Your answer should consist of the lines below that hold the word "HasInsurance".

BEGIN Input for this task

use sea_orm_migration::prelude::*;

use crate::util::{default_table_statement, reference};

#[derive(DeriveMigrationName)]
pub struct Migration;

#[async_trait::async_trait]
impl MigrationTrait for Migration {
    async fn up(&self, manager: &SchemaManager) -> Result<(), DbErr> {
        manager
            .create_table(default_table_statement()
                .table(Facility::Table)
                .col(ColumnDef::new(Facility::Abbreviation)
                    .string()
                    .not_null())
                .col(ColumnDef::new(Facility::Name)
                    .string()
                    .not_null())
                .col(ColumnDef::new(Facility::SitelinkId)
                    .string()
                    .not_null())
                .col(ColumnDef::new(Facility::MonthlyRentalGoal)
                    .integer()
                    .not_null()
                    .default(0))
                .take()
            ).await?;

        manager
            .create_table(default_table_statement()
                .table(Employee::Table)
                .col(ColumnDef::new(Employee::Name)
                    .string()
                    .not_null())
                .col(ColumnDef::new(Employee::FacilityId)
                    .string()) // Current facility only, history is not modelled
                .col(ColumnDef::new(Employee::ManagerId)
                    .string())
                .col(ColumnDef::new(Employee::HireDate)
                    .date()
                    .not_null())
                .foreign_key(&mut reference(Employee::Table, Employee::FacilityId, Facility::Table))
                .take()
            ).await?;

        manager
            .create_table(default_table_statement()
                .table(User::Table)
                .col(ColumnDef::new(User::Username)
                    .string()
                    .unique_key()
                    .not_null())
                .col(ColumnDef::new(User::Password)
                    .binary()
                    .not_null()) // Password should be in a hashed format
                .col(ColumnDef::new(User::Role)
                    .string_len(16)
                    .not_null())
                .col(ColumnDef::new(User::EmployeeId)
                    .string())
                .foreign_key(&mut reference(User::Table, User::EmployeeId, Employee::Table))
                .take()
            ).await?;

        manager
            .create_table(default_table_statement()
                .table(PayPeriod::Table)
                .col(ColumnDef::new(PayPeriod::StartDate)
                    .date()
                    .not_null())
                .col(ColumnDef::new(PayPeriod::EndDate)
                    .date()
                    .not_null())
                .col(ColumnDef::new(PayPeriod::Status)
                    .string_len(16)
                    .not_null()
                    .default("draft"))
                .col(ColumnDef::new(PayPeriod::ResumeStatus)
                    .string_len(16))
                .col(ColumnDef::new(PayPeriod::Version)
                    .integer()
                    .not_null()
                    .default(0))
                .take()
            ).await?;

        manager
            .create_table(default_table_statement()
                .table(Activity::Table)
                .col(ColumnDef::new(Activity::EmployeeId)
                    .string()
                    .not_null())
                .col(ColumnDef::new(Activity::FacilityId)
                    .string()
                    .not_null())
                .col(ColumnDef::new(Activity::Date)
                    .date()
                    .not_null())
                .col(ColumnDef::new(Activity::UnitName)
                    .string()
                    .not_null())
                .col(ColumnDef::new(Activity::TenantName)
                    .string()
                    .not_null())
                .col(ColumnDef::new(Activity::HasInsurance)
                    .boolean()
                    .not_null()
                    .default(false))
                .col(ColumnDef::new(Activity::CommissionAmount)
                    .big_integer()
                    .not_null()) // Cents
                .col(ColumnDef::new(Activity::PayPeriodId)
                    .string()) // NULL while the commission is unpaid
                .foreign_key(&mut reference(Activity::Table, Activity::EmployeeId, Employee::Table))
                .foreign_key(&mut reference(Activity::Table, Activity::FacilityId, Facility::Table))
                .foreign_key(&mut reference(Activity::Table, Activity::PayPeriodId, PayPeriod::Table))
                .take()
            ).await?;

        manager.create_index(Index::create()
            .if_not_exists()
            .name("idx-activity-employee-period")
            .table(Activity::Table)
            .col(Activity::EmployeeId)
            .col(Activity::PayPeriodId)
            .take()
        ).await?;

        manager
            .create_table(default_table_statement()
                .table(BonusRecord::Table)
                .col(ColumnDef::new(BonusRecord::EmployeeId)
                    .string()
                    .not_null())
                .col(ColumnDef::new(BonusRecord::FacilityId)
                    .string()
                    .not_null())
                .col(ColumnDef::new(BonusRecord::BonusType)
                    .string_len(16)
                    .not_null())
                .col(ColumnDef::new(BonusRecord::Label)
                    .string()
                    .not_null())
                .col(ColumnDef::new(BonusRecord::Amount)
                    .big_integer()
                    .not_null())
                .col(ColumnDef::new(BonusRecord::Month)
                    .date()
                    .not_null()) // Always the first day of the month
                .col(ColumnDef::new(BonusRecord::Date)
                    .date()
                    .not_null())
                .col(ColumnDef::new(BonusRecord::Revision)
                    .integer()
                    .not_null())
                .foreign_key(&mut reference(BonusRecord::Table, BonusRecord::EmployeeId, Employee::Table))
                .foreign_key(&mut reference(BonusRecord::Table, BonusRecord::FacilityId, Facility::Table))
                .take()
            ).await?;

        // One row per component within a revision, a second writer of the same revision fails
        manager.create_index(Index::create()
            .if_not_exists()
            .name("idx-bonus_record-revision")
            .table(BonusRecord::Table)
            .col(BonusRecord::EmployeeId)
            .col(BonusRecord::FacilityId)
            .col(BonusRecord::Month)
            .col(BonusRecord::Revision)
            .col(BonusRecord::Label)
            .unique()
            .take()
        ).await?;

        manager
            .create_table(default_table_statement()
                .table(FixedPay::Table)
                .col(ColumnDef::new(FixedPay::EmployeeId)
                    .string()
                    .not_null())
                .col(ColumnDef::new(FixedPay::PayPeriodId)
                    .string()
                    .not_null())
                .col(ColumnDef::new(FixedPay::FacilityId)
                    .string()
                    .not_null())
                .col(ColumnDef::new(FixedPay::VacationHours)
                    .double()
                    .not_null()
                    .default(0.0))
                .col(ColumnDef::new(FixedPay::HolidayHours)
                    .double()
                    .not_null()
                    .default(0.0))
                .col(ColumnDef::new(FixedPay::MileageAmount)
                    .big_integer()
                    .not_null()
                    .default(0))
                .col(ColumnDef::new(FixedPay::HourlyRate)
                    .big_integer())
                .foreign_key(&mut reference(FixedPay::Table, FixedPay::EmployeeId, Employee::Table))
                .foreign_key(&mut reference(FixedPay::Table, FixedPay::PayPeriodId, PayPeriod::Table))
                .foreign_key(&mut reference(FixedPay::Table, FixedPay::FacilityId, Facility::Table))
                .take()
            ).await?;

        manager.create_index(Index::create()
            .if_not_exists()
            .unique()
            .name("idx-fixed-pay-scope")
            .table(FixedPay::Table)
            .col(FixedPay::EmployeeId)
            .col(FixedPay::PayPeriodId)
            .col(FixedPay::FacilityId)
            .take()
        ).await?;

        manager
            .create_table(default_table_statement()
                .table(RentalStat::Table)
                .col(ColumnDef::new(RentalStat::FacilityId)
                    .string()
                    .not_null())
                .col(ColumnDef::new(RentalStat::Date)
                    .date()
                    .not_null())
                .col(ColumnDef::new(RentalStat::DiscountPlan)
                    .string()
                    .not_null())
                .col(ColumnDef::new(RentalStat::Inquiries)
                    .integer())
                .col(ColumnDef::new(RentalStat::Rentals)
                    .integer())
                .col(ColumnDef::new(RentalStat::Cancellations)
                    .integer())
                .foreign_key(&mut reference(RentalStat::Table, RentalStat::FacilityId, Facility::Table))
                .take()
            ).await?;

        Ok(())
    }

    async fn down(&self, manager: &SchemaManager) -> Result<(), DbErr> {
        // Children first so the inline foreign keys never dangle
        manager.drop_table(Table::drop().table(RentalStat::Table).take()).await?;
        manager.drop_table(Table::drop().table(FixedPay::Table).take()).await?;
        manager.drop_table(Table::drop().table(BonusRecord::Table).take()).await?;
        manager.drop_table(Table::drop().table(Activity::Table).take()).await?;
        manager.drop_table(Table::drop().table(PayPeriod::Table).take()).await?;
        manager.drop_table(Table::drop().table(User::Table).take()).await?;
        manager.drop_table(Table::drop().table(Employee::Table).take()).await?;
        manager.drop_table(Table::drop().table(Facility::Table).take()).await?;

        Ok(())
    }
}

#[derive(Iden)]
pub(crate) enum User {
    Table,
    Username,
    Password,
    Role,
    EmployeeId,
}

#[derive(Iden)]
enum Facility {
    Table,
    Abbreviation,
    Name,
    SitelinkId,
    MonthlyRentalGoal,
}

#[derive(Iden)]
enum Employee {
    Table,
    Name,
    FacilityId,
    ManagerId,
    HireDate,
}

#[derive(Iden)]
enum PayPeriod {
    Table,
    StartDate,
    EndDate,
    Status,
    ResumeStatus,
    Version,
}

#[derive(Iden)]
enum Activity {
    Table,
    EmployeeId,
    FacilityId,
    Date,
    UnitName,
    TenantName,
    HasInsurance,
    CommissionAmount,
    PayPeriodId,
}

#[derive(Iden)]
enum BonusRecord {
    Table,
    EmployeeId,
    FacilityId,
    BonusType,
    Label,
    Amount,
    Month,
    Date,
    Revision,
}

#[derive(Iden)]
enum FixedPay {
    Table,
    EmployeeId,
    PayPeriodId,
    FacilityId,
    VacationHours,
    HolidayHours,
    MileageAmount,
    HourlyRate,
}

#[derive(Iden)]
enum RentalStat {
    Table,
    FacilityId,
    Date,
    DiscountPlan,
    Inquiries,
    Rentals,
    Cancellations,
}
use actix_web::{get, http::header, web, HttpResponse, Responder};
use chrono::NaiveDate;
use sea_orm::DatabaseConnection;
use serde::{Deserialize, Serialize};

use crate::{
    entity::user,
    export::{self, ExportFormat},
    policy::{self, Operation, Relation},
    report,
};

pub(super) fn config(cfg: &mut web::ServiceConfig) {
    cfg
        .service(rental_report);
}

#[derive(Debug, Deserialize)]
struct ReportQuery {
    start: NaiveDate,
    end: NaiveDate,
    /// Header-first rows when absent
    format: Option<ExportFormat>,
}

#[derive(Debug, Serialize)]
struct TabularReport {
    rows: Vec<Vec<serde_json::Value>>,
}

#[get("/rentals")]
async fn rental_report(db: web::Data<DatabaseConnection>, user: user::Model, query: web::Query<ReportQuery>) -> actix_web::Result<impl Responder> {
    policy::require(&user, Relation::Organization, Operation::ViewReports)?;

    let totals = report::rental_report(db.get_ref(), query.start, query.end).await?;

    let Some(format) = query.format else {
        return Ok(HttpResponse::Ok().json(TabularReport { rows: export::rows(&totals) }));
    };

    policy::require(&user, Relation::Organization, Operation::ExportReports)?;

    let filename = format!("rentals-{}-{}.{}", query.start, query.end, format.extension());

    Ok(
        HttpResponse::Ok()
            .insert_header((header::CONTENT_TYPE, format.content_type()))
            .insert_header((header::CONTENT_DISPOSITION, format!("attachment; filename=\"{filename}\"")))
            .body(export::render(format, &totals)?)
    )
}
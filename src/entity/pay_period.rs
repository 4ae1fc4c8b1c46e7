use sea_orm::entity::prelude::*;
use serde::{Deserialize, Serialize};

use super::sea_orm_active_enums::PayPeriodStatus;

#[derive(Clone, Debug, PartialEq, Eq, DeriveEntityModel, Serialize, Deserialize)]
#[sea_orm(table_name = "pay_period")]
pub struct Model {
    #[sea_orm(primary_key, auto_increment = false)]
    pub id: String,
    pub created_at: DateTimeWithTimeZone,
    pub updated_at: DateTimeWithTimeZone,
    pub start_date: Date,
    pub end_date: Date,
    pub status: PayPeriodStatus,
    /// Status to return to when a `processing` run ends
    pub resume_status: Option<PayPeriodStatus>,
    /// Bumped on every transition, guards against lost updates
    pub version: i32,
}

#[derive(Copy, Clone, Debug, EnumIter, DeriveRelation)]
pub enum Relation {
    #[sea_orm(has_many = "super::activity::Entity")]
    Activity,
    #[sea_orm(has_many = "super::fixed_pay::Entity")]
    FixedPay,
}

impl Related<super::activity::Entity> for Entity {
    fn to() -> RelationDef {
        Relation::Activity.def()
    }
}

impl Related<super::fixed_pay::Entity> for Entity {
    fn to() -> RelationDef {
        Relation::FixedPay.def()
    }
}

impl ActiveModelBehavior for ActiveModel {}
//! Commission plan figures. All amounts are in cents.

/// Paid once the facility's monthly rental goal is met
pub const RENTAL_GOAL_BONUS: i64 = 50_00;

/// Paid for each rental beyond the goal
pub const RENTAL_OVER_GOAL_BONUS: i64 = 10_00;

/// Paid for every rental that also sold tenant insurance
pub const INSURANCE_BONUS: i64 = 5_00;

pub const CHRISTMAS_BONUS_BASE: i64 = 100_00;

/// Added per completed year of service
pub const CHRISTMAS_BONUS_PER_YEAR: i64 = 25_00;

pub const CHRISTMAS_BONUS_CAP: i64 = 300_00;

pub const DEFAULT_BATCH_CONCURRENCY: usize = 4;

pub const DEFAULT_BATCH_FAILURE_THRESHOLD: f64 = 0.5;

/// How long a finished batch operation stays pollable
pub const DEFAULT_BATCH_RETENTION_SECS: i64 = 24 * 60 * 60;

pub const DEFAULT_BATCH_MAX_FINISHED: usize = 100;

END Input for this task

--- Response to this task ---
                .col(ColumnDef::new(Activity::HasInsurance)
    HasInsurance,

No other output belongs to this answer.